• EXERCISE INSTRUCTIONS: If a line of the material holds the string "writes", please copy it.

■ ■ ■ ■ ■

//! Storage layer for cents
//!
//! Provides the ledger file store with atomic writes and the audit trail
//! that accompanies every mutation.

pub mod file_io;
pub mod transactions;

pub use file_io::write_atomic;
pub use transactions::{TransactionStore, HEADER_FIELDS, HEADER_LINE};

use serde::Serialize;

use crate::audit::{AuditEntry, AuditLogger};
use crate::config::paths::CentsPaths;
use crate::error::CentsResult;

/// Main storage coordinator
pub struct Storage {
    paths: CentsPaths,
    pub transactions: TransactionStore,
    audit: Option<AuditLogger>,
}

impl Storage {
    /// Create a new Storage instance with auditing enabled
    pub fn new(paths: CentsPaths) -> CentsResult<Self> {
        paths.ensure_directories()?;

        Ok(Self {
            transactions: TransactionStore::new(paths.transactions_file()),
            audit: Some(AuditLogger::new(paths.audit_log())),
            paths,
        })
    }

    /// Turn the audit trail on or off
    pub fn with_audit(mut self, enabled: bool) -> Self {
        self.audit = enabled.then(|| AuditLogger::new(self.paths.audit_log()));
        self
    }

    /// The audit logger, when auditing is enabled
    pub fn audit(&self) -> Option<&AuditLogger> {
        self.audit.as_ref()
    }

    /// Create the ledger file if it is absent or empty; returns true if it was created
    pub fn ensure_initialized(&self) -> CentsResult<bool> {
        if self.transactions.exists() {
            return Ok(false);
        }
        self.transactions.initialize()?;
        Ok(true)
    }

    /// Audit writes are best-effort: the ledger has already been saved when
    /// they run, so a failure is reported as a warning on stderr.
    pub fn log_create<T: Serialize>(
        &self,
        entity_id: String,
        entity_name: Option<String>,
        entity: &T,
    ) {
        self.log(|| AuditEntry::create(entity_id, entity_name, entity))
    }

    pub fn log_update<T: Serialize>(
        &self,
        entity_id: String,
        entity_name: Option<String>,
        before: &T,
        after: &T,
        diff_summary: Option<String>,
    ) {
        self.log(|| AuditEntry::update(entity_id, entity_name, before, after, diff_summary))
    }

    pub fn log_delete<T: Serialize>(
        &self,
        entity_id: String,
        entity_name: Option<String>,
        entity: &T,
    ) {
        self.log(|| AuditEntry::delete(entity_id, entity_name, entity))
    }

    fn log(&self, entry: impl FnOnce() -> AuditEntry) {
        if let Some(logger) = &self.audit {
            if let Err(e) = logger.log(&entry()) {
                eprintln!("Warning: change saved but not recorded in the audit log: {}", e);
            }
        }
    }
}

■ ■ ■ ■ ■

• WRITTEN ANSWER:
//! Provides the ledger file store with atomic writes and the audit trail
    /// Audit writes are best-effort: the ledger has already been saved when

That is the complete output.